Qbot, also known as Qakbot or Pinkslipbot, started out as a banking Trojan focused on stealing online banking credentials, but has since evolved into a “Swiss Army knife” that’s used for a variety of purposes including distributing ransomware, according to researchers from security firm Check Point Software Technologies who tracked the malware’s latest campaigns.
Toward the end of last month, a new Qbot variant started being distributed by another Trojan called Emotet as part of a new spam campaign that affected many organizations worldwide. That new variant exhibited new features and a new command-and-control infrastructure. This continued with a renewed Qbot distribution campaign earlier this month.
“One of Qbot’s new tricks is particularly nasty, as once a machine is infected, it activates a special ‘email collector module’ which extracts all email threads from the victim’s Outlook client, and uploads it to a hardcoded remote server,” the Check Point researchers said in a new report. “These stolen emails are then utilized for future malspam campaigns, making it easier for users to be tricked into clicking on infected attachments because the spam email appears to continue an existing legitimate email conversation.”
The company has seen hijacked email threads in which Qbot inserted itself with subjects related to the COVID-19 pandemic, tax reminders and job recruitments. A third of the organizations targeted in the new campaigns were from the US, but organizations from Europe were also heavily affected. The most targeted industries were government, military, manufacturing, insurance, legal, healthcare and banking.
How Qbot spreads
The Qbot infection chain is not very sophisticated and has changed since April. In the past, spam emails that delivered Qbot used malicious documents with macros, but now they contain URLs to a .zip file that has a downloader script inside written in VBScript (VBS). These type of scripts used to execute natively on Windows in the context of Internet Explorer as it’s a scripting language developed by Microsoft, but it has been deprecated since last year after being abused by attackers for years. However, attackers know that many businesses still use old versions of Windows and Internet Explorer that are lacking the latest security features and updates.
The VBS downloader used by Qbot has routines that detect virtual machines and analysis sandboxes and pulls an .exe payload from six hardcoded URLs. If the payload executes successfully, it deploys the Qbot malware on the computer.
The most noteworthy and newest part of the Qbot distribution chain is the email thread hijacking, which gives increased credibility to the spam emails. The examples provided by Check Point include an email thread about business continuity during COVID-19, a topic many organizations are likely to be interested in. Another one was a reply to a emailed job recruitment seeking a developer with experience in C#, Java and PowerShell. The URLs inside the rogue emails pointed to .zip files hosted on hacked WordPress sites.

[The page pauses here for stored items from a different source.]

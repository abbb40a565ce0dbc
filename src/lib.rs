//! # Crinkle
//!
//! A small chain-of-responsibility pipeline for Rust.
//!
//! A [`Flow`] is a named, ordered list of processors sharing one mutable
//! [`Context`]. Processors run one at a time in registration order until one
//! returns `true` ("handled, stop here") or the list is exhausted.
//!
//! ## Features
//!
//! - **Ordinary and suspending processors**: [`SyncProcessor`] runs to
//!   completion, [`AsyncProcessor`] may await I/O or timers; both mix freely
//!   in one flow and keep their order.
//! - **Blocking entry point**: [`Flow::execute`] drives suspending processors
//!   itself, so callers do not need an async runtime.
//!   [`Flow::execute_async`] serves callers that already have one.
//! - **Introspection**: [`Flow::get_current_processor`] names the processor
//!   that ran last, even when it failed.
//! - **Error Handling**: structured errors with `thiserror`, passed through
//!   the flow unchanged.
//!
//! ## Quick Start
//!
//! ```rust
//! use crinkle::prelude::*;
//!
//! let mut flow: Flow<String> = Flow::new("Greeting");
//!
//! flow.processor("Trim").ordinary(|ctx| {
//!     ctx.state = ctx.state.trim().to_string();
//!     Ok(false)
//! });
//! flow.processor("Reject empty").ordinary(|ctx| Ok(ctx.state.is_empty()));
//! flow.processor("Greet").ordinary(|ctx| {
//!     ctx.state = format!("Hello, {}!", ctx.state);
//!     Ok(true)
//! });
//!
//! let mut ctx = Context::from_state("  Crinkle ".to_string());
//! flow.execute(&mut ctx).expect("flow failed");
//!
//! assert_eq!(ctx.state, "Hello, Crinkle!");
//! assert_eq!(flow.get_current_processor(), "Greet");
//! ```
//!
//! ## Processor Types
//!
//! ```rust
//! use crinkle::prelude::*;
//! use async_trait::async_trait;
//!
//! define_processor!(LoadProfile);
//! define_processor!(CheckQuota);
//!
//! #[async_trait]
//! impl AsyncProcessor<u32, String> for LoadProfile {
//!     async fn process(&self, ctx: &mut Context<u32, String>) -> FlowResult<bool> {
//!         tokio::time::sleep(std::time::Duration::from_millis(1)).await;
//!         ctx.state = 3;
//!         Ok(false)
//!     }
//! }
//!
//! impl SyncProcessor<u32, String> for CheckQuota {
//!     fn process(&self, ctx: &mut Context<u32, String>) -> FlowResult<bool> {
//!         Ok(ctx.state == 0)
//!     }
//! }
//!
//! let mut flow: Flow<u32, String> = Flow::with_processors(
//!     "Quota",
//!     [Processor::suspending(LoadProfile), Processor::ordinary(CheckQuota)],
//! );
//!
//! let mut ctx = Context::new(0u32, Some("user-42".to_string()));
//! flow.execute(&mut ctx).expect("flow failed");
//! assert_eq!(flow.get_current_processor(), CheckQuota::NAME);
//! ```
//!
//! ## Error Handling
//!
//! ```rust
//! use crinkle::prelude::*;
//!
//! let mut flow: Flow<u32> = Flow::new("Parse");
//! flow.processor("Validate").ordinary(|ctx| {
//!     if ctx.state > 100 {
//!         return Err(FlowError::processor("Validate", "value out of range"));
//!     }
//!     Ok(false)
//! });
//!
//! let mut ctx = Context::from_state(500);
//! match flow.execute(&mut ctx) {
//!     Err(FlowError::ProcessorError { processor_name, details }) => {
//!         eprintln!("Processor {} failed: {}", processor_name, details);
//!     }
//!     other => panic!("unexpected: {:?}", other),
//! }
//! ```

mod context;
mod driver;
mod error;
mod flow;
mod processor;

pub mod prelude;

pub use context::Context;
pub use error::{FlowError, FlowResult};
pub use flow::{DynProcessor, Flow, Registrar};
pub use processor::{
    AsyncFnProcessor, AsyncProcessor, FnProcessor, ProcessFuture, Processor, ProcessorName,
    SyncProcessor, Timeout,
};

/// Macro to define a processor with minimal boilerplate
///
/// This macro creates a processor struct with:
/// - `const NAME: &'static str` - compile-time processor name
/// - `Debug` derive
/// - `Default` implementation
///
/// The default [`SyncProcessor::name`] / [`AsyncProcessor::name`] of such a
/// struct returns the same string as `NAME`.
///
/// # Example
///
/// ```rust
/// use crinkle::define_processor;
///
/// define_processor!(MyProcessor);
/// assert_eq!(MyProcessor::NAME, "MyProcessor");
/// ```
#[macro_export]
macro_rules! define_processor {
    ($name:ident) => {
        #[derive(Debug)]
        pub struct $name;

        impl $name {
            /// Processor name as a compile-time constant
            #[allow(dead_code)]
            pub const NAME: &'static str = stringify!($name);
        }

        impl Default for $name {
            fn default() -> Self {
                Self
            }
        }
    };
}
#[cfg(test)]
mod tests {
    use super::*;
    use std::time::Duration;

    type Trail = Context<Vec<String>, String>;

    fn trail() -> Trail {
        Context::new(Vec::new(), Some("dummy additional data".to_string()))
    }

    fn step(flow: &mut Flow<Vec<String>, String>, name: &'static str, stop: bool) {
        flow.processor(name).ordinary(move |ctx| {
            ctx.state.push(name.to_string());
            Ok(stop)
        });
    }

    fn suspending_step(flow: &mut Flow<Vec<String>, String>, name: &'static str, stop: bool) {
        flow.processor(name).suspending(move |ctx| {
            Box::pin(async move {
                tokio::time::sleep(Duration::from_millis(1)).await;
                ctx.state.push(name.to_string());
                Ok(stop)
            })
        });
    }

    #[test]
    fn test_new_flow_is_empty() {
        let flow: Flow<Vec<String>, String> = Flow::new("Dummy");

        assert_eq!(flow.name(), "Dummy");
        assert!(flow.is_empty());
        assert!(flow.get_processors().is_empty());
        assert_eq!(flow.get_current_processor(), "");
    }

    #[test]
    fn test_execute_empty_flow_is_noop() {
        let mut flow = Flow::with_processors("F", Vec::new());
        let mut ctx = trail();

        flow.execute(&mut ctx).unwrap();

        assert_eq!(flow.get_current_processor(), "");
        assert!(ctx.state.is_empty());
    }

    #[test]
    fn test_execute_runs_all_when_none_stops() {
        let mut flow = Flow::new("Dummy");
        step(&mut flow, "Dummy Processor 1", false);
        step(&mut flow, "Dummy Processor 2", false);
        step(&mut flow, "Dummy Processor 3", false);
        let mut ctx = trail();

        flow.execute(&mut ctx).unwrap();

        assert_eq!(flow.get_current_processor(), "Dummy Processor 3");
        assert_eq!(
            ctx.state,
            vec![
                "Dummy Processor 1",
                "Dummy Processor 2",
                "Dummy Processor 3"
            ]
        );
    }

    #[test]
    fn test_execute_stops_at_first_true() {
        let mut flow = Flow::new("F");
        step(&mut flow, "P1", false);
        step(&mut flow, "P2", true);
        step(&mut flow, "P3", false);
        let mut ctx = trail();

        flow.execute(&mut ctx).unwrap();

        assert_eq!(flow.get_current_processor(), "P2");
        assert_eq!(ctx.state, vec!["P1", "P2"]);
    }

    #[test]
    fn test_execute_drives_suspending_processor() {
        let mut flow = Flow::new("Dummy");
        step(&mut flow, "Dummy Processor 1", false);
        suspending_step(&mut flow, "Dummy Async Processor 2", true);
        step(&mut flow, "Dummy Processor 3", false);
        let mut ctx = trail();

        flow.execute(&mut ctx).unwrap();

        assert_eq!(flow.get_current_processor(), "Dummy Async Processor 2");
        assert_eq!(
            ctx.state,
            vec!["Dummy Processor 1", "Dummy Async Processor 2"]
        );
    }

    #[test]
    fn test_execute_consecutive_suspending_processors() {
        let mut flow = Flow::new("Dummy");
        step(&mut flow, "Dummy Processor 1", false);
        suspending_step(&mut flow, "Dummy Async Processor 2", false);
        suspending_step(&mut flow, "Dummy Async Processor 3", true);
        let mut ctx = trail();

        flow.execute(&mut ctx).unwrap();

        assert_eq!(flow.get_current_processor(), "Dummy Async Processor 3");
        assert_eq!(ctx.state.len(), 3);
    }

    #[test]
    fn test_execute_propagates_processor_error() {
        let mut flow = Flow::new("F");
        step(&mut flow, "P1", false);
        flow.processor("P2")
            .ordinary(|_ctx| Err(FlowError::processor("P2", "bad input")));
        step(&mut flow, "P3", false);
        let mut ctx = trail();

        let result = flow.execute(&mut ctx);

        match result {
            Err(FlowError::ProcessorError {
                processor_name,
                details,
            }) => {
                assert_eq!(processor_name, "P2");
                assert_eq!(details, "bad input");
            }
            other => panic!("Unexpected result: {:?}", other),
        }
        assert_eq!(flow.get_current_processor(), "P2");
        assert_eq!(ctx.state, vec!["P1"]);
    }

    #[test]
    fn test_execute_reuses_processors_across_runs() {
        let mut flow = Flow::new("F");
        flow.processor("Stop on second").ordinary(|ctx: &mut Trail| {
            ctx.state.push("seen".to_string());
            Ok(ctx.state.len() > 1)
        });
        step(&mut flow, "Tail", false);

        let mut first = trail();
        flow.execute(&mut first).unwrap();
        assert_eq!(flow.get_current_processor(), "Tail");

        let mut second = Context::new(vec!["preloaded".to_string()], None);
        flow.execute(&mut second).unwrap();
        assert_eq!(flow.get_current_processor(), "Stop on second");
        assert_eq!(second.state, vec!["preloaded", "seen"]);
    }

    #[test]
    fn test_get_processors_preserves_identity_and_order() {
        let p1: Processor<Vec<String>, String> = Processor::from_fn("P1", |_| Ok(false));
        let p2: Processor<Vec<String>, String> = Processor::from_fn("P2", |_| Ok(false));
        let p3: Processor<Vec<String>, String> = Processor::from_fn("P3", |_| Ok(true));

        let mut flow = Flow::new("F");
        flow.add_processor(p1.clone())
            .add_processor(p2.clone())
            .add_processor(p3.clone());

        let registered = flow.get_processors();
        assert_eq!(registered.len(), 3);
        assert!(registered[0].ptr_eq(&p1));
        assert!(registered[1].ptr_eq(&p2));
        assert!(registered[2].ptr_eq(&p3));
    }

    #[test]
    fn test_registrar_names_processors() {
        let mut flow: Flow<Vec<String>, String> = Flow::new("Dummy");
        step(&mut flow, "Dummy Processor", true);
        suspending_step(&mut flow, "Dummy Async Processor", true);

        let processors = flow.get_processors();
        assert_eq!(processors[0].name(), "Dummy Processor");
        assert!(!processors[0].is_suspending());
        assert_eq!(processors[1].name(), "Dummy Async Processor");
        assert!(processors[1].is_suspending());
    }

    #[test]
    fn test_try_new_rejects_non_processors() {
        let valid: Processor<Vec<String>, String> = Processor::from_fn("P1", |_| Ok(true));
        let candidates: Vec<DynProcessor> =
            vec![Box::new(valid), Box::new(1u32), Box::new("not_a_processor")];

        let result = Flow::<Vec<String>, String>::try_new("Invalid Processors Flow", candidates);

        match result {
            Err(FlowError::InvalidProcessor { position, expected }) => {
                assert_eq!(position, 1);
                assert!(expected.contains("Processor"));
            }
            other => panic!("Unexpected result: {:?}", other),
        }
    }

    #[test]
    fn test_try_new_accepts_processors() {
        let candidates: Vec<DynProcessor> = vec![
            Box::new(Processor::<Vec<String>, String>::from_fn("P1", |_| Ok(false))),
            Box::new(Processor::<Vec<String>, String>::from_fn("P2", |_| Ok(true))),
        ];

        let mut flow = Flow::try_new("Plugins", candidates).unwrap();
        let mut ctx = trail();
        flow.execute(&mut ctx).unwrap();

        assert_eq!(flow.len(), 2);
        assert_eq!(flow.get_current_processor(), "P2");
    }

    #[test]
    fn test_try_add_processor_leaves_chain_untouched_on_error() {
        let mut flow: Flow<Vec<String>, String> = Flow::new("F");
        step(&mut flow, "P1", false);

        // Right processor shape, wrong context type.
        let foreign: Processor<u32> = Processor::from_fn("Foreign", |_| Ok(true));
        let result = flow.try_add_processor(Box::new(foreign));

        assert!(matches!(
            result,
            Err(FlowError::InvalidProcessor { position: 1, .. })
        ));
        assert_eq!(flow.len(), 1);

        let own: Processor<Vec<String>, String> = Processor::from_fn("P2", |_| Ok(true));
        flow.try_add_processor(Box::new(own)).unwrap();
        assert_eq!(flow.len(), 2);
    }

    #[test]
    fn test_debug_lists_processor_names() {
        let mut flow: Flow<Vec<String>, String> = Flow::new("F");
        step(&mut flow, "P1", false);

        let debug = format!("{:?}", flow);
        assert!(debug.contains("\"F\""));
        assert!(debug.contains("P1"));
    }

    #[tokio::test]
    async fn test_execute_async_mixed_processors() {
        let mut flow = Flow::new("F");
        step(&mut flow, "P1", false);
        suspending_step(&mut flow, "P2", true);
        step(&mut flow, "P3", false);
        let mut ctx = trail();

        flow.execute_async(&mut ctx).await.unwrap();

        assert_eq!(flow.get_current_processor(), "P2");
        assert_eq!(ctx.state, vec!["P1", "P2"]);
    }

    #[tokio::test(flavor = "multi_thread", worker_threads = 2)]
    async fn test_blocking_execute_inside_multi_thread_runtime() {
        let mut flow = Flow::new("F");
        suspending_step(&mut flow, "P1", false);
        step(&mut flow, "P2", true);
        let mut ctx = trail();

        flow.execute(&mut ctx).unwrap();

        assert_eq!(flow.get_current_processor(), "P2");
    }

    #[tokio::test]
    async fn test_blocking_execute_inside_current_thread_runtime() {
        let mut ordinary_only = Flow::new("Ordinary");
        step(&mut ordinary_only, "P1", true);
        let mut ctx = trail();
        ordinary_only.execute(&mut ctx).unwrap();
        assert_eq!(ctx.state, vec!["P1"]);

        let mut flow = Flow::new("Mixed");
        suspending_step(&mut flow, "P1", false);
        step(&mut flow, "P2", true);
        let mut ctx = trail();
        flow.execute(&mut ctx).unwrap();

        assert_eq!(flow.get_current_processor(), "P2");
        assert_eq!(ctx.state, vec!["P1", "P2"]);
    }

    #[test]
    fn test_nested_flow_inside_suspending_processor() {
        let mut outer: Flow<Vec<String>, String> = Flow::new("Outer");
        outer.processor("Delegate").suspending(|ctx| {
            Box::pin(async move {
                tokio::time::sleep(Duration::from_millis(1)).await;
                let mut inner: Flow<Vec<String>, String> = Flow::new("Inner");
                step(&mut inner, "I1", false);
                suspending_step(&mut inner, "I2", true);
                let outcome = inner.execute(ctx);
                ctx.state.push(format!("inner stopped at {}", inner.get_current_processor()));
                outcome.map(|()| false)
            })
        });
        step(&mut outer, "After", true);

        let mut ctx = trail();
        outer.execute(&mut ctx).unwrap();

        assert_eq!(ctx.state, vec!["I1", "I2", "inner stopped at I2", "After"]);
        assert_eq!(outer.get_current_processor(), "After");
    }
}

Qbot’s modular architecture
The Qbot malware is modular with individual components that handle different features. New modules the Check Point researchers identified include:
- A module used for communicated with command-and-control servers and executing commands received from it
- An email collector module to steal email threads from Outlook
- A hooking module to inject web forms into browsing sessions
- A password stealer module
- A VNC plug-in that allows attackers to open remote desktop connections to victims’ computers
- A cookie grabber module that steals authentication cookies from browsers that can then be used to hijack sessions
- An updater module
- A proxy module
“Once the victim has been infected, their computer is compromised, and they are also a potential threat to other computers in the local network because of Qbot’s lateral movement capabilities,” the researchers said. “The malware then checks whether the victim can also be a potential bot as part of Qbot’s infrastructure.”
The new findings highlight that Qbot remains a dangerous threat, possibly even more so than it was before. It’s unlikely that the Trojan will disappear anytime soon as the cybercriminals controlling it remain interested in developing it and adding new features and techniques. Organizations should pay increased attention to infections with bots like Emotet or Qbot because they are used as distribution platforms for other malware and often serve as the gateway for ransomware into corporate networks.